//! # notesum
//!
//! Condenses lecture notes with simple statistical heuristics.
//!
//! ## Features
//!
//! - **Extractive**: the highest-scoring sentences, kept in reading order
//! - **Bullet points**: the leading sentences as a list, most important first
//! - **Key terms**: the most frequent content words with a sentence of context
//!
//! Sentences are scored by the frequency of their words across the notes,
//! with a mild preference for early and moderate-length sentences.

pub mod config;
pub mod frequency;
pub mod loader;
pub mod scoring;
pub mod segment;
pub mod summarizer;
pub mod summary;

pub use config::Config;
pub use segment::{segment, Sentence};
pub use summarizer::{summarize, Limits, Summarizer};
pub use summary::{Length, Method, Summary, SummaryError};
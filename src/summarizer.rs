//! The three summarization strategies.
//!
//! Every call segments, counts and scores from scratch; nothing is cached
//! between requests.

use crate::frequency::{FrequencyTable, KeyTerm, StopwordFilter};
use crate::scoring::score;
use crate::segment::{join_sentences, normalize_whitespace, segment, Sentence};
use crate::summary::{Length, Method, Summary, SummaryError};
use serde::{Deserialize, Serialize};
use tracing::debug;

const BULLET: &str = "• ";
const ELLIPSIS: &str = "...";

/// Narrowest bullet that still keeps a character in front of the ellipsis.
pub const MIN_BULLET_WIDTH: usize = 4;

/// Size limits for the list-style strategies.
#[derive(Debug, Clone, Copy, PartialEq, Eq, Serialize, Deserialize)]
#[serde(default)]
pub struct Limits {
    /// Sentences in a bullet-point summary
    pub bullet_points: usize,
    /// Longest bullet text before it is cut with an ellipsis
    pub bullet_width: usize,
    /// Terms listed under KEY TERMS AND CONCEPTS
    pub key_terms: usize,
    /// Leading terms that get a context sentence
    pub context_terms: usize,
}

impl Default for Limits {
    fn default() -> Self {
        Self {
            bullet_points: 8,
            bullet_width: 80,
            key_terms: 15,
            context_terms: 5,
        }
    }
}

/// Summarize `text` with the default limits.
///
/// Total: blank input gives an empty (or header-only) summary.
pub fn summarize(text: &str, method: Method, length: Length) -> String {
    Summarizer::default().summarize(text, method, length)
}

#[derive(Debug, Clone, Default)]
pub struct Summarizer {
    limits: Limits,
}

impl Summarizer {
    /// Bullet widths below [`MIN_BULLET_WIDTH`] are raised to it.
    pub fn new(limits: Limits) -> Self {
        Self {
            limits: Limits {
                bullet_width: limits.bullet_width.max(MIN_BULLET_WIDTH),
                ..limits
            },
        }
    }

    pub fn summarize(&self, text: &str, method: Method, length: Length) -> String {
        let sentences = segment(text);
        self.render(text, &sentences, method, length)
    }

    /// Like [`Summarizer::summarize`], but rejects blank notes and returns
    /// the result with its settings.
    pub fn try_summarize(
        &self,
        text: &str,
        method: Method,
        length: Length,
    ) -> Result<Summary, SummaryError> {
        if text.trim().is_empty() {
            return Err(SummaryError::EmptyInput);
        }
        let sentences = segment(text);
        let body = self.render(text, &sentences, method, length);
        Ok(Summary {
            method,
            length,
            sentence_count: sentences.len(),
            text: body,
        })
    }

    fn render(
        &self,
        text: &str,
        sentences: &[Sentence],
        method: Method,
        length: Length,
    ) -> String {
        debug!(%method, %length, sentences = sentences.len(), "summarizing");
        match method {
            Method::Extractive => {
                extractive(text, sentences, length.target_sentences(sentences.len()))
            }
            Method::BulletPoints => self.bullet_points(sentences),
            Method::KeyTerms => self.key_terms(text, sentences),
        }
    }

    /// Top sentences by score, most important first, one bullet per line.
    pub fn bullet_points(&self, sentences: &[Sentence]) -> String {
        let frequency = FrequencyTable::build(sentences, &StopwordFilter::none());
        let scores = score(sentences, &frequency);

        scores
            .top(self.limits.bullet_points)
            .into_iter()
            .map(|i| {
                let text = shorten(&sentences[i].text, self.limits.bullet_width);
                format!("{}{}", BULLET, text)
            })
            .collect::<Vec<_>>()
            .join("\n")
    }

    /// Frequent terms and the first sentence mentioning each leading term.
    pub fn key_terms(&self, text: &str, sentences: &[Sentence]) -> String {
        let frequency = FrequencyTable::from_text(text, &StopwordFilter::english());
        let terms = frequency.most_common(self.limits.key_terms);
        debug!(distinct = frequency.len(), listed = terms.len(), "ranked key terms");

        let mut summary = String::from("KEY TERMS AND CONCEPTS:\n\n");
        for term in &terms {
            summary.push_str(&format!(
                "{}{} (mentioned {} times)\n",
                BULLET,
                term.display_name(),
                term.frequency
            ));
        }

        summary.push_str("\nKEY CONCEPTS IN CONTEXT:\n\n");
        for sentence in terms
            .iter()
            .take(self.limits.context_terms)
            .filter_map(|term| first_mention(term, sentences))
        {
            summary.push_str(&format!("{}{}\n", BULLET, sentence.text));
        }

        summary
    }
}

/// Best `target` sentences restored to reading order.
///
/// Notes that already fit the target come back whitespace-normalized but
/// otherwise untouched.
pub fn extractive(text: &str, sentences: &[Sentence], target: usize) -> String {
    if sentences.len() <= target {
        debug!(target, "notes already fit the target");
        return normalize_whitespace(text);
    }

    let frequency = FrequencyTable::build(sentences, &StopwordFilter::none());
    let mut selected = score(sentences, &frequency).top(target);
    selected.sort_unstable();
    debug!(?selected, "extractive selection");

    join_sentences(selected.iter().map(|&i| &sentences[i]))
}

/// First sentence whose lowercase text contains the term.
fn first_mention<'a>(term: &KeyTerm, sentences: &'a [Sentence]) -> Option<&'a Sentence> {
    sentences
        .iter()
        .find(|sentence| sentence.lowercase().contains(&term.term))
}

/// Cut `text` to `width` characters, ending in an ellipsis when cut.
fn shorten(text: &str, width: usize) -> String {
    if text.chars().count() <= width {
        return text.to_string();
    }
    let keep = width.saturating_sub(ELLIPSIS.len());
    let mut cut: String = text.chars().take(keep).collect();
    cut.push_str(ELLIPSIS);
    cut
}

────────────────

Exercise aim.
Each record above should be returned exactly as written.

Completed exercise.
//! # notesum
//!
//! Condenses lecture notes with simple statistical heuristics.
//!
//! ## Features
//!
//! - **Extractive**: the highest-scoring sentences, kept in reading order
//! - **Bullet points**: the leading sentences as a list, most important first
//! - **Key terms**: the most frequent content words with a sentence of context
//!
//! Sentences are scored by the frequency of their words across the notes,
//! with a mild preference for early and moderate-length sentences.

pub mod config;
pub mod frequency;
pub mod loader;
pub mod scoring;
pub mod segment;
pub mod summarizer;
pub mod summary;

pub use config::Config;
pub use segment::{segment, Sentence};
pub use summarizer::{summarize, Limits, Summarizer};
pub use summary::{Length, Method, Summary, SummaryError};
filename src/summarizer.rs
//! The three summarization strategies.
//!
//! Every call segments, counts and scores from scratch; nothing is cached
//! between requests.

use crate::frequency::{FrequencyTable, KeyTerm, StopwordFilter};
use crate::scoring::score;
use crate::segment::{join_sentences, normalize_whitespace, segment, Sentence};
use crate::summary::{Length, Method, Summary, SummaryError};
use serde::{Deserialize, Serialize};
use tracing::debug;

const BULLET: &str = "• ";
const ELLIPSIS: &str = "...";

/// Narrowest bullet that still keeps a character in front of the ellipsis.
pub const MIN_BULLET_WIDTH: usize = 4;

/// Size limits for the list-style strategies.
#[derive(Debug, Clone, Copy, PartialEq, Eq, Serialize, Deserialize)]
#[serde(default)]
pub struct Limits {
    /// Sentences in a bullet-point summary
    pub bullet_points: usize,
    /// Longest bullet text before it is cut with an ellipsis
    pub bullet_width: usize,
    /// Terms listed under KEY TERMS AND CONCEPTS
    pub key_terms: usize,
    /// Leading terms that get a context sentence
    pub context_terms: usize,
}

impl Default for Limits {
    fn default() -> Self {
        Self {
            bullet_points: 8,
            bullet_width: 80,
            key_terms: 15,
            context_terms: 5,
        }
    }
}

/// Summarize `text` with the default limits.
///
/// Total: blank input gives an empty (or header-only) summary.
pub fn summarize(text: &str, method: Method, length: Length) -> String {
    Summarizer::default().summarize(text, method, length)
}

#[derive(Debug, Clone, Default)]
pub struct Summarizer {
    limits: Limits,
}

impl Summarizer {
    /// Bullet widths below [`MIN_BULLET_WIDTH`] are raised to it.
    pub fn new(limits: Limits) -> Self {
        Self {
            limits: Limits {
                bullet_width: limits.bullet_width.max(MIN_BULLET_WIDTH),
                ..limits
            },
        }
    }

    pub fn summarize(&self, text: &str, method: Method, length: Length) -> String {
        let sentences = segment(text);
        self.render(text, &sentences, method, length)
    }

    /// Like [`Summarizer::summarize`], but rejects blank notes and returns
    /// the result with its settings.
    pub fn try_summarize(
        &self,
        text: &str,
        method: Method,
        length: Length,
    ) -> Result<Summary, SummaryError> {
        if text.trim().is_empty() {
            return Err(SummaryError::EmptyInput);
        }
        let sentences = segment(text);
        let body = self.render(text, &sentences, method, length);
        Ok(Summary {
            method,
            length,
            sentence_count: sentences.len(),
            text: body,
        })
    }

    fn render(
        &self,
        text: &str,
        sentences: &[Sentence],
        method: Method,
        length: Length,
    ) -> String {
        debug!(%method, %length, sentences = sentences.len(), "summarizing");
        match method {
            Method::Extractive => {
                extractive(text, sentences, length.target_sentences(sentences.len()))
            }
            Method::BulletPoints => self.bullet_points(sentences),
            Method::KeyTerms => self.key_terms(text, sentences),
        }
    }

    /// Top sentences by score, most important first, one bullet per line.
    pub fn bullet_points(&self, sentences: &[Sentence]) -> String {
        let frequency = FrequencyTable::build(sentences, &StopwordFilter::none());
        let scores = score(sentences, &frequency);

        scores
            .top(self.limits.bullet_points)
            .into_iter()
            .map(|i| {
                let text = shorten(&sentences[i].text, self.limits.bullet_width);
                format!("{}{}", BULLET, text)
            })
            .collect::<Vec<_>>()
            .join("\n")
    }

    /// Frequent terms and the first sentence mentioning each leading term.
    pub fn key_terms(&self, text: &str, sentences: &[Sentence]) -> String {
        let frequency = FrequencyTable::from_text(text, &StopwordFilter::english());
        let terms = frequency.most_common(self.limits.key_terms);
        debug!(distinct = frequency.len(), listed = terms.len(), "ranked key terms");

        let mut summary = String::from("KEY TERMS AND CONCEPTS:\n\n");
        for term in &terms {
            summary.push_str(&format!(
                "{}{} (mentioned {} times)\n",
                BULLET,
                term.display_name(),
                term.frequency
            ));
        }

        summary.push_str("\nKEY CONCEPTS IN CONTEXT:\n\n");
        for sentence in terms
            .iter()
            .take(self.limits.context_terms)
            .filter_map(|term| first_mention(term, sentences))
        {
            summary.push_str(&format!("{}{}\n", BULLET, sentence.text));
        }

        summary
    }
}

/// Best `target` sentences restored to reading order.
///
/// Notes that already fit the target come back whitespace-normalized but
/// otherwise untouched.
pub fn extractive(text: &str, sentences: &[Sentence], target: usize) -> String {
    if sentences.len() <= target {
        debug!(target, "notes already fit the target");
        return normalize_whitespace(text);
    }

    let frequency = FrequencyTable::build(sentences, &StopwordFilter::none());
    let mut selected = score(sentences, &frequency).top(target);
    selected.sort_unstable();
    debug!(?selected, "extractive selection");

    join_sentences(selected.iter().map(|&i| &sentences[i]))
}

/// First sentence whose lowercase text contains the term.
fn first_mention<'a>(term: &KeyTerm, sentences: &'a [Sentence]) -> Option<&'a Sentence> {
    sentences
        .iter()
        .find(|sentence| sentence.lowercase().contains(&term.term))
}

/// Cut `text` to `width` characters, ending in an ellipsis when cut.
fn shorten(text: &str, width: usize) -> String {
    if text.chars().count() <= width {
        return text.to_string();
    }
    let keep = width.saturating_sub(ELLIPSIS.len());
    let mut cut: String = text.chars().take(keep).collect();
    cut.push_str(ELLIPSIS);
    cut
}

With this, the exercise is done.